Co najmniej dziewięć banków pomogło Magnetar w ich transakcjach, w tym Merrill Lynch, Citibank, UBS i JPMorgan Chase. Zdaniem Bernsteina, wspierając CDO, banki i Magnetar przyczyniły się do przedłużenia kryzysu finansowego, maskując problem z ryzykownymi inwestycjami. W każdym razie na pewno go nie ujawnił. Choć mógł, bo był bliżej kryzysu, niż ktokolwiek inny.
„Niewiarygodne szkody dla gospodarki, w dużej mierze, wynikały z tego, że trwało to o kilka lat dłużej niż powinno, a Wall Street po prostu nadmuchało to do granic możliwośc (…) Magnetar odegrał w tym dużą rolę” – pisaly największe portale finansowe, opisując kryzys GFC, gdy wielu traciło nadzieję. Bernstein i Eisinger przeprowadzili obszerne rozmowy z Magnetarem. Opublikowali całą ich pisemną korespondencję na stronie ProPublica.
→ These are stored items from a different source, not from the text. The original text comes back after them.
//! Fan-out of execution events to live subscribers.
//!
//! Publishing is strictly non-blocking: each subscriber owns a bounded
//! buffer, and a subscriber that lets its buffer fill up is cut loose rather
//! than ever stalling the producer or its peers. Delivery order to one
//! subscriber matches publish order; there is no ordering across subscribers.

use std::{
    collections::HashMap,
    sync::RwLock,
};

use chrono::{DateTime, Utc};
use serde::{Deserialize, Serialize};
use tokio::sync::mpsc::{self, error::TrySendError};
use tokio_util::sync::CancellationToken;
use tracing::{debug, warn};
use utoipa::ToSchema;
use uuid::Uuid;

use oscar_lib::ExecutionStatus;

/// Outbound buffer size per subscriber.
pub const SUBSCRIBER_BUFFER: usize = 256;

/// A progress point for one execution.
#[derive(PartialEq, Debug, Clone, Deserialize, Serialize, ToSchema)]
pub struct ProgressEvent {
    pub execution_id: String,
    pub status: ExecutionStatus,
    pub percent: f64,
    pub rate: f64,
    pub stage: String,
    pub timestamp: DateTime<Utc>,
}

/// Server-to-subscriber envelope, JSON-encoded as `{type, data}`.
#[derive(PartialEq, Debug, Clone, Deserialize, Serialize, ToSchema)]
#[serde(tag = "type", content = "data", rename_all = "snake_case")]
pub enum ServerEvent {
    Connected {
        subscription_id: String,
    },
    ExecutionLog {
        execution_id: String,
        log_line: String,
        timestamp: DateTime<Utc>,
    },
    ExecutionProgress(ProgressEvent),
    Pong {
        timestamp: i64,
    },
    Error {
        message: String,
    },
}

/// Subscriber-to-server control message.
#[derive(PartialEq, Debug, Clone, Deserialize, Serialize, ToSchema)]
#[serde(tag = "type", content = "data", rename_all = "snake_case")]
pub enum ClientMessage {
    SubscribeExecution { execution_id: String },
    UnsubscribeExecution,
    Ping,
}

/// What a subscriber wants to see.
#[derive(PartialEq, Eq, Debug, Clone)]
pub enum SubscriptionFilter {
    /// Every execution
    All,
    /// One execution id
    Execution(String),
    /// Nothing until a subscribe message arrives
    Idle,
}

impl SubscriptionFilter {
    fn matches(&self, execution_id: &str) -> bool {
        match self {
            SubscriptionFilter::All => true,
            SubscriptionFilter::Execution(id) => id == execution_id,
            SubscriptionFilter::Idle => false,
        }
    }
}

struct Subscriber {
    user: String,
    filter: SubscriptionFilter,
    tx: mpsc::Sender<ServerEvent>,
    closed: CancellationToken,
}

/// The receiving half handed to the transport layer.
pub struct SubscriberHandle {
    pub id: String,
    pub rx: mpsc::Receiver<ServerEvent>,
    /// Raised when the broadcaster cuts this subscriber loose
    pub closed: CancellationToken,
}

/// Owns the subscriber set. Publishes take the read lock and iterate;
/// membership changes take the write lock.
#[derive(Default)]
pub struct EventBroadcaster {
    subscribers: RwLock<HashMap<String, Subscriber>>,
    /// Latest known progress per execution, replayed on subscribe
    latest: RwLock<HashMap<String, ProgressEvent>>,
}

impl EventBroadcaster {
    pub fn new() -> Self {
        Self::default()
    }

    /// Register a subscriber and deliver its `connected` event.
    pub fn subscribe(&self, user: &str, filter: SubscriptionFilter) -> SubscriberHandle {
        let id = Uuid::new_v4().to_string();
        let (tx, rx) = mpsc::channel(SUBSCRIBER_BUFFER);
        let closed = CancellationToken::new();

        let _ = tx.try_send(ServerEvent::Connected {
            subscription_id: id.clone(),
        });
        if let SubscriptionFilter::Execution(execution_id) = &filter {
            if let Some(progress) = self.latest.read().unwrap().get(execution_id) {
                let _ = tx.try_send(ServerEvent::ExecutionProgress(progress.clone()));
            }
        }

        let mut subscribers = self.subscribers.write().unwrap();
        subscribers.insert(
            id.clone(),
            Subscriber {
                user: user.to_string(),
                filter,
                tx,
                closed: closed.clone(),
            },
        );
        oscar_metrics::SUBSCRIBER_COUNT.set(subscribers.len() as i64);
        debug!(subscription_id = %id, %user, "subscriber registered");

        SubscriberHandle { id, rx, closed }
    }

    /// Drop a subscriber. Its buffer closes and subsequent publishes no
    /// longer see it.
    pub fn unsubscribe(&self, id: &str) {
        let mut subscribers = self.subscribers.write().unwrap();
        if let Some(subscriber) = subscribers.remove(id) {
            subscriber.closed.cancel();
            oscar_metrics::SUBSCRIBER_COUNT.set(subscribers.len() as i64);
            debug!(subscription_id = %id, "subscriber removed");
        }
    }

    /// Handle one control message from a subscriber.
    pub fn handle_client_message(&self, id: &str, message: ClientMessage) {
        match message {
            ClientMessage::SubscribeExecution { execution_id } => {
                let latest = self.latest.read().unwrap().get(&execution_id).cloned();
                let mut subscribers = self.subscribers.write().unwrap();
                if let Some(subscriber) = subscribers.get_mut(id) {
                    // Replace the filter and replay the latest known state.
                    subscriber.filter = SubscriptionFilter::Execution(execution_id);
                    if let Some(progress) = latest {
                        let _ = subscriber
                            .tx
                            .try_send(ServerEvent::ExecutionProgress(progress));
                    }
                }
            }
            ClientMessage::UnsubscribeExecution => {
                let mut subscribers = self.subscribers.write().unwrap();
                if let Some(subscriber) = subscribers.get_mut(id) {
                    subscriber.filter = SubscriptionFilter::Idle;
                }
            }
            ClientMessage::Ping => {
                let subscribers = self.subscribers.read().unwrap();
                if let Some(subscriber) = subscribers.get(id) {
                    let _ = subscriber.tx.try_send(ServerEvent::Pong {
                        timestamp: Utc::now().timestamp(),
                    });
                }
            }
        }
    }

    /// Publish one captured log line for an execution.
    pub fn publish_log(&self, execution_id: &str, log_line: &str) {
        oscar_metrics::EVENTS_PUBLISHED_COUNT
            .with_label_values(&["execution_log"])
            .inc();
        self.publish(
            execution_id,
            ServerEvent::ExecutionLog {
                execution_id: execution_id.to_string(),
                log_line: log_line.to_string(),
                timestamp: Utc::now(),
            },
        );
    }

    /// Publish a progress update and remember it as the latest known state.
    pub fn publish_progress(&self, progress: ProgressEvent) {
        oscar_metrics::EVENTS_PUBLISHED_COUNT
            .with_label_values(&["execution_progress"])
            .inc();
        let execution_id = progress.execution_id.clone();
        let terminal = progress.status.is_terminal();
        if terminal {
            self.latest.write().unwrap().remove(&execution_id);
        } else {
            self.latest
                .write()
                .unwrap()
                .insert(execution_id.clone(), progress.clone());
        }
        self.publish(&execution_id, ServerEvent::ExecutionProgress(progress));
    }

    /// Deliver to every matching subscriber without ever blocking. Lagging
    /// or departed subscribers are reaped after the sweep.
    fn publish(&self, execution_id: &str, event: ServerEvent) {
        let mut dead: Vec<String> = Vec::new();
        {
            let subscribers = self.subscribers.read().unwrap();
            for (id, subscriber) in subscribers.iter() {
                if !subscriber.filter.matches(execution_id) {
                    continue;
                }
                if subscriber.closed.is_cancelled() {
                    dead.push(id.clone());
                    continue;
                }
                match subscriber.tx.try_send(event.clone()) {
                    Ok(()) => {}
                    Err(TrySendError::Full(_)) => {
                        warn!(
                            subscription_id = %id,
                            user = %subscriber.user,
                            "subscriber buffer full, dropping subscriber"
                        );
                        oscar_metrics::SUBSCRIBERS_DROPPED_COUNT.inc();
                        subscriber.closed.cancel();
                        dead.push(id.clone());
                    }
                    Err(TrySendError::Closed(_)) => {
                        dead.push(id.clone());
                    }
                }
            }
        }

        if !dead.is_empty() {
            let mut subscribers = self.subscribers.write().unwrap();
            for id in dead {
                if let Some(subscriber) = subscribers.remove(&id) {
                    subscriber.closed.cancel();
                }
            }
            oscar_metrics::SUBSCRIBER_COUNT.set(subscribers.len() as i64);
        }
    }

    pub fn subscriber_count(&self) -> usize {
        self.subscribers.read().unwrap().len()
    }
}

#[cfg(test)]
mod tests {
    use super::*;

    fn progress(execution_id: &str, percent: f64) -> ProgressEvent {
        ProgressEvent {
            execution_id: execution_id.to_string(),
            status: ExecutionStatus::Running,
            percent,
            rate: 0.0,
            stage: "executing DDL".to_string(),
            timestamp: Utc::now(),
        }
    }

    #[tokio::test]
    async fn delivery_order_matches_publish_order() {
        let broadcaster = EventBroadcaster::new();
        let mut handle =
            broadcaster.subscribe("alice", SubscriptionFilter::Execution("exec-1".to_string()));
        assert!(matches!(
            handle.rx.recv().await,
            Some(ServerEvent::Connected { .. })
        ));

        for i in 0..5 {
            broadcaster.publish_log("exec-1", &format!("line {i}"));
        }
        for i in 0..5 {
            match handle.rx.recv().await {
                Some(ServerEvent::ExecutionLog { log_line, .. }) => {
                    assert_eq!(log_line, format!("line {i}"));
                }
                other => panic!("unexpected event: {other:?}"),
            }
        }
    }

    #[tokio::test]
    async fn filter_limits_delivery_to_one_execution() {
        let broadcaster = EventBroadcaster::new();
        let mut handle =
            broadcaster.subscribe("alice", SubscriptionFilter::Execution("exec-1".to_string()));
        let _ = handle.rx.recv().await; // connected

        broadcaster.publish_log("exec-2", "other");
        broadcaster.publish_log("exec-1", "mine");
        match handle.rx.recv().await {
            Some(ServerEvent::ExecutionLog { log_line, .. }) => assert_eq!(log_line, "mine"),
            other => panic!("unexpected event: {other:?}"),
        }
    }

    #[tokio::test]
    async fn slow_subscribers_are_dropped_without_blocking_others() {
        let broadcaster = EventBroadcaster::new();
        let slow = broadcaster.subscribe("slow", SubscriptionFilter::All);
        let mut healthy = broadcaster.subscribe("healthy", SubscriptionFilter::All);
        let _ = healthy.rx.recv().await; // connected

        // The slow subscriber never drains; its `connected` event already
        // holds one slot, so this run over the buffer evicts it.
        for i in 0..SUBSCRIBER_BUFFER {
            broadcaster.publish_log("exec-1", &format!("line {i}"));
        }
        assert!(slow.closed.is_cancelled());
        assert_eq!(broadcaster.subscriber_count(), 1);

        // The healthy subscriber saw everything, in order.
        for i in 0..SUBSCRIBER_BUFFER {
            match healthy.rx.recv().await {
                Some(ServerEvent::ExecutionLog { log_line, .. }) => {
                    assert_eq!(log_line, format!("line {i}"));
                }
                other => panic!("unexpected event: {other:?}"),
            }
        }
    }

    #[tokio::test]
    async fn subscribe_replays_the_latest_progress() {
        let broadcaster = EventBroadcaster::new();
        broadcaster.publish_progress(progress("exec-1", 40.0));

        let mut handle = broadcaster.subscribe("alice", SubscriptionFilter::Idle);
        let _ = handle.rx.recv().await; // connected
        broadcaster.handle_client_message(
            &handle.id,
            ClientMessage::SubscribeExecution {
                execution_id: "exec-1".to_string(),
            },
        );
        match handle.rx.recv().await {
            Some(ServerEvent::ExecutionProgress(event)) => assert_eq!(event.percent, 40.0),
            other => panic!("unexpected event: {other:?}"),
        }
    }

    #[tokio::test]
    async fn terminal_progress_clears_the_replay_state() {
        let broadcaster = EventBroadcaster::new();
        broadcaster.publish_progress(progress("exec-1", 40.0));
        let mut terminal = progress("exec-1", 100.0);
        terminal.status = ExecutionStatus::Completed;
        broadcaster.publish_progress(terminal);

        let mut handle =
            broadcaster.subscribe("alice", SubscriptionFilter::Execution("exec-1".to_string()));
        match handle.rx.recv().await {
            Some(ServerEvent::Connected { .. }) => {}
            other => panic!("unexpected event: {other:?}"),
        }
        assert!(handle.rx.try_recv().is_err());
    }

    #[tokio::test]
    async fn ping_is_answered_with_pong() {
        let broadcaster = EventBroadcaster::new();
        let mut handle = broadcaster.subscribe("alice", SubscriptionFilter::Idle);
        let _ = handle.rx.recv().await; // connected
        broadcaster.handle_client_message(&handle.id, ClientMessage::Ping);
        assert!(matches!(
            handle.rx.recv().await,
            Some(ServerEvent::Pong { .. })
        ));
    }

    #[test]
    fn envelopes_use_the_type_data_wire_shape() {
        let event = ServerEvent::Connected {
            subscription_id: "sub-1".to_string(),
        };
        let json = serde_json::to_value(&event).unwrap();
        assert_eq!(json["type"], "connected");
        assert_eq!(json["data"]["subscription_id"], "sub-1");

        let message: ClientMessage = serde_json::from_str(
            r#"{"type":"subscribe_execution","data":{"execution_id":"exec-1"}}"#,
        )
        .unwrap();
        assert_eq!(
            message,
            ClientMessage::SubscribeExecution {
                execution_id: "exec-1".to_string()
            }
        );
        let ping: ClientMessage = serde_json::from_str(r#"{"type":"ping"}"#).unwrap();
        assert_eq!(ping, ClientMessage::Ping);
    }
}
„Z tego, czego się dowiedzieliśmy, nie było nic nielegalnego w tym, co zrobił Magnetar; działał zgodnie z obowiązującymi wówczas zasadami (…) Fundusz hedgingowy sam w sobie nie spowodował bańki mieszkaniowej ani kryzysu finansowego. Ale przypadek Magnetar ilustruje przewrotne zachęty i lekkomyślne zachowania, które charakteryzowały ostatnie dni boomu” – czytamy. Tym razem, z hossą AI będzie inaczej? Jaką rolę pełnią Magnetar, CoreWeave i czy ewentualny skandal dosięgnie kochaną przez Wall Street Nvidie?